而last30days-skill要做的事情就是:你只需输入/last30days Cursor IDE,剩下的一切由 Agent 自动完成。
这个项目在 GitHub 上收获了超过39,000 Stars(截至 2026 年 6 月),长期占据 GitHub Trending 榜首。本篇文章将从架构设计、数据引擎、评分算法、v3 核心升级等维度,对它进行一次全景式的技术拆解。
一、先搞清楚它是什么:不是一个独立工具,而是一个 Agent Skill
这是理解 last30days-skill 最重要的一点。
它不是一个 CLI 工具,不是一个 SaaS 产品,不是一个传统的搜索引擎。它是一个Agent Skill——遵循agentskills.io规范的行为扩展包。
具体来说:
它本身不执行搜索——它注入一份行为规范给宿主 Agent,Agent 按规范调度 Python/Node.js 脚本来完成所有操作。这本质上是一种声明式编程:Skill 文件描述"应该做什么",Agent 负责"怎么执行"。
跨平台的 Skill 规范生态
| 宿主平台 | 安装方式 |
|---|---|
| Claude Code | /plugin marketplace add mvanhorn/last30days-skill |
| Codex / Cursor / Gemini CLI / Copilot 等 50+ | npx skills add mvanhorn/last30days-skill -g |
| claude.ai Web | 下载.skill文件 → Settings → Capabilities 上传 |
| OpenClaw | clawhub install last30days-official |
| 开发者手动安装 | git clone+ 软链到~/.claude/skills/last30days |
这种设计带来一个巨大的工程优势:一次编写,50+ harness 复用。
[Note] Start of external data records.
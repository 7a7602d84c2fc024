//! # Opaque Bearer Tokens
//!
//! A token is 24 bytes of OS randomness rendered as 32 characters of
//! unpadded URL-safe base64. The plaintext is handed to the client exactly
//! once; the store only ever sees its SHA-256 ([`TokenHash`]).
//!
//! [`TokenPlaintext::parse`] performs the syntactic check (length and
//! alphabet) so malformed values never reach storage.

use std::fmt;

use base64::engine::general_purpose::URL_SAFE_NO_PAD;
use base64::Engine;
use chrono::{DateTime, Duration, Utc};
use rand_core::{OsRng, RngCore};
use serde::{Deserialize, Serialize};
use sha2::{Digest, Sha256};
use zeroize::Zeroizing;

use crate::principal::PrincipalId;

/// Random bytes per token.
pub const TOKEN_ENTROPY_BYTES: usize = 24;

/// Length of the encoded plaintext.
pub const TOKEN_PLAINTEXT_LEN: usize = 32;

/// What a token may be used for.
#[derive(Debug, Clone, Copy, PartialEq, Eq, Hash, Serialize, Deserialize)]
#[serde(rename_all = "kebab-case")]
pub enum TokenScope {
    /// Bearer credential for API requests.
    Authentication,
    /// One-time credential mailed to reset a password.
    PasswordReset,
}

impl TokenScope {
    /// Stable storage representation.
    pub fn as_str(&self) -> &'static str {
        match self {
            Self::Authentication => "authentication",
            Self::PasswordReset => "password-reset",
        }
    }

    /// Fixed lifetime for tokens of this scope.
    pub fn ttl(&self) -> Duration {
        match self {
            Self::Authentication => Duration::hours(24),
            Self::PasswordReset => Duration::minutes(45),
        }
    }
}

impl fmt::Display for TokenScope {
    fn fmt(&self, f: &mut fmt::Formatter<'_>) -> fmt::Result {
        f.write_str(self.as_str())
    }
}

/// Token plaintext. Zeroized on drop, redacted in `Debug`.
#[derive(Clone, PartialEq, Eq)]
pub struct TokenPlaintext(Zeroizing<String>);

/// The value is not a syntactically valid token.
#[derive(Debug, Clone, Copy, PartialEq, Eq, thiserror::Error)]
#[error("token must be {TOKEN_PLAINTEXT_LEN} characters of [A-Za-z0-9_-]")]
pub struct MalformedToken;

impl TokenPlaintext {
    /// Draw fresh plaintext from the OS RNG.
    pub fn generate() -> Self {
        let mut bytes = Zeroizing::new([0u8; TOKEN_ENTROPY_BYTES]);
        OsRng.fill_bytes(&mut bytes[..]);
        Self(Zeroizing::new(URL_SAFE_NO_PAD.encode(&bytes[..])))
    }

    /// Accept `raw` only if it has the exact length and alphabet of a
    /// generated token.
    pub fn parse(raw: &str) -> Result<Self, MalformedToken> {
        let well_formed = raw.len() == TOKEN_PLAINTEXT_LEN
            && raw
                .bytes()
                .all(|b| b.is_ascii_alphanumeric() || b == b'-' || b == b'_');
        if !well_formed {
            return Err(MalformedToken);
        }
        Ok(Self(Zeroizing::new(raw.to_owned())))
    }

    /// The plaintext. Only for the single disclosure to the client.
    pub fn expose(&self) -> &str {
        self.0.as_str()
    }
}

impl fmt::Debug for TokenPlaintext {
    fn fmt(&self, f: &mut fmt::Formatter<'_>) -> fmt::Result {
        f.write_str("TokenPlaintext([REDACTED])")
    }
}

/// SHA-256 of a token plaintext. This is what storage keys on.
#[derive(Clone, Copy, PartialEq, Eq, Hash)]
pub struct TokenHash([u8; 32]);

impl TokenHash {
    /// Hash a plaintext.
    pub fn of(plaintext: &TokenPlaintext) -> Self {
        Self(Sha256::digest(plaintext.expose().as_bytes()).into())
    }

    /// Rebuild from stored bytes. Returns `None` if `bytes` is not 32 long.
    pub fn from_slice(bytes: &[u8]) -> Option<Self> {
        <[u8; 32]>::try_from(bytes).ok().map(Self)
    }

    /// Raw digest bytes.
    pub fn as_bytes(&self) -> &[u8; 32] {
        &self.0
    }
}

impl fmt::Debug for TokenHash {
    fn fmt(&self, f: &mut fmt::Formatter<'_>) -> fmt::Result {
        write!(f, "TokenHash(")?;
        for b in &self.0[..4] {
            write!(f, "{b:02x}")?;
        }
        write!(f, "…)")
    }
}

/// The persisted form of a token: everything except the plaintext.
#[derive(Debug, Clone, PartialEq, Eq)]
pub struct TokenRecord {
    /// SHA-256 of the plaintext.
    pub hash: TokenHash,
    /// Owning principal.
    pub principal_id: PrincipalId,
    /// Intended use.
    pub scope: TokenScope,
    /// Issue instant.
    pub created_at: DateTime<Utc>,
    /// Instant after which lookups fail.
    pub expiry: DateTime<Utc>,
}

impl TokenRecord {
    /// A token is live strictly before its expiry instant.
    pub fn is_live_at(&self, now: DateTime<Utc>) -> bool {
        now < self.expiry
    }
}

/// A freshly issued token, plaintext included.
#[derive(Debug, Clone)]
pub struct Token {
    /// Disclosed to the client once, never stored.
    pub plaintext: TokenPlaintext,
    /// Persisted form.
    pub record: TokenRecord,
}

impl Token {
    /// Generate a token for `principal_id` valid for `scope.ttl()` from `now`.
    pub fn generate(principal_id: PrincipalId, scope: TokenScope, now: DateTime<Utc>) -> Self {
        let plaintext = TokenPlaintext::generate();
        let record = TokenRecord {
            hash: TokenHash::of(&plaintext),
            principal_id,
            scope,
            created_at: now,
            expiry: now + scope.ttl(),
        };
        Self { plaintext, record }
    }

    /// Expiry instant, for the response body.
    pub fn expiry(&self) -> DateTime<Utc> {
        self.record.expiry
    }
}
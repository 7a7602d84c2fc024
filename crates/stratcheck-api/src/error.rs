//! # API Error Types
//!
//! Structured error type implementing `axum::response::IntoResponse`.
//! Maps trust-layer rejections from `stratcheck-core` to stable status codes
//! and machine-readable codes, with JSON bodies of the form
//! `{"error": {"code", "message", "details"?}}`.
//! Internal error details are logged, never returned.

use std::collections::BTreeMap;

use axum::http::{header, HeaderValue, StatusCode};
use axum::response::{IntoResponse, Response};
use axum::Json;
use serde::{Deserialize, Serialize};
use serde_json::json;
use stratcheck_core::{GateError, StoreError};
use thiserror::Error;

/// Structured JSON error response body.
#[derive(Debug, Serialize, Deserialize)]
pub struct ErrorBody {
    pub error: ErrorDetail,
}

/// Inner error detail.
#[derive(Debug, Serialize, Deserialize)]
pub struct ErrorDetail {
    /// Machine-readable error code (e.g., "RATE_LIMITED", "EDIT_CONFLICT").
    pub code: String,
    /// Human-readable error message.
    pub message: String,
    /// Additional details for client errors (field errors, current version).
    #[serde(skip_serializing_if = "Option::is_none")]
    pub details: Option<serde_json::Value>,
}

/// Application-level error type that implements [`IntoResponse`] for Axum.
#[derive(Error, Debug)]
pub enum AppError {
    /// Trust-layer rejection; status depends on the variant.
    #[error(transparent)]
    Gate(#[from] GateError),

    /// Resource not found (404).
    #[error("the requested resource could not be found")]
    NotFound,

    /// One or more fields failed validation (422).
    #[error("the request failed validation")]
    Validation(BTreeMap<String, String>),

    /// Request body could not be parsed (400).
    #[error("bad request: {0}")]
    BadRequest(String),

    /// Internal server error (500). Message is logged but not returned to client.
    #[error("internal error: {0}")]
    Internal(String),
}

impl AppError {
    /// Single-field validation failure.
    pub fn invalid(field: &str, message: impl Into<String>) -> Self {
        Self::Validation(BTreeMap::from([(field.to_string(), message.into())]))
    }

    /// Return the HTTP status code and machine-readable error code for this error.
    fn status_and_code(&self) -> (StatusCode, &'static str) {
        match self {
            Self::Gate(gate) => match gate {
                GateError::AuthFormat(_) => (StatusCode::UNAUTHORIZED, "AUTH_FORMAT"),
                GateError::InvalidCredentials => (StatusCode::UNAUTHORIZED, "INVALID_CREDENTIALS"),
                GateError::AuthRequired => (StatusCode::UNAUTHORIZED, "AUTH_REQUIRED"),
                GateError::AccountNotActivated => (StatusCode::FORBIDDEN, "ACCOUNT_NOT_ACTIVATED"),
                GateError::PermissionDenied { .. } => (StatusCode::FORBIDDEN, "PERMISSION_DENIED"),
                GateError::RateLimited { .. } => (StatusCode::TOO_MANY_REQUESTS, "RATE_LIMITED"),
                GateError::EditConflict { .. } => (StatusCode::CONFLICT, "EDIT_CONFLICT"),
                GateError::Internal(_) => (StatusCode::INTERNAL_SERVER_ERROR, "INTERNAL_ERROR"),
            },
            Self::NotFound => (StatusCode::NOT_FOUND, "NOT_FOUND"),
            Self::Validation(_) => (StatusCode::UNPROCESSABLE_ENTITY, "VALIDATION_ERROR"),
            Self::BadRequest(_) => (StatusCode::BAD_REQUEST, "BAD_REQUEST"),
            Self::Internal(_) => (StatusCode::INTERNAL_SERVER_ERROR, "INTERNAL_ERROR"),
        }
    }

    fn is_internal(&self) -> bool {
        matches!(self, Self::Internal(_) | Self::Gate(GateError::Internal(_)))
    }

    fn details(&self) -> Option<serde_json::Value> {
        match self {
            Self::Validation(fields) => Some(json!(fields)),
            Self::Gate(GateError::EditConflict {
                current_version: Some(v),
            }) => Some(json!({ "current_version": v })),
            Self::Gate(GateError::PermissionDenied { required }) => {
                Some(json!({ "required_permission": required }))
            }
            _ => None,
        }
    }
}

impl IntoResponse for AppError {
    fn into_response(self) -> Response {
        let (status, code) = self.status_and_code();

        // Never expose internal error messages to clients.
        let message = if self.is_internal() {
            tracing::error!(error = %self, "internal server error");
            "the server encountered a problem and could not process your request".to_string()
        } else {
            self.to_string()
        };

        let body = ErrorBody {
            error: ErrorDetail {
                code: code.to_string(),
                message,
                details: self.details(),
            },
        };

        let mut response = (status, Json(body)).into_response();
        let headers = response.headers_mut();
        if status == StatusCode::UNAUTHORIZED {
            headers.insert(header::WWW_AUTHENTICATE, HeaderValue::from_static("Bearer"));
        }
        if let Self::Gate(GateError::RateLimited { retry_after }) = &self {
            let secs = retry_after.as_secs_f64().ceil().max(1.0) as u64;
            headers.insert(header::RETRY_AFTER, HeaderValue::from(secs));
        }
        response
    }
}

/// Storage failures surface as an undifferentiated internal error.
impl From<StoreError> for AppError {
    fn from(err: StoreError) -> Self {
        Self::Internal(err.to_string())
    }
}

/// Database failures surface as an undifferentiated internal error.
impl From<sqlx::Error> for AppError {
    fn from(err: sqlx::Error) -> Self {
        Self::Internal(err.to_string())
    }
}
Skill 作者不需要关心不同 Agent 框架的 API 差异——宿主 Agent 负责适配。
二、四层架构:整个系统的工程设计
深入源码后,我将 last30days-skill 的架构归纳为四个层次:
第一层:规范层(Specification Layer)
文件入口:skills/last30days/SKILL.md(README 明确声明此文件是 “source of truth”)
这是一份声明式的行为规范文档,定义了:
/last30days <topic>命令的完整行为- 数据源的调用顺序和并行策略
- 评分逻辑和输出格式
- 每个阶段的目标和约束
构建脚本skills/last30days/scripts/build-skill.sh将其打包为标准的.skill文件。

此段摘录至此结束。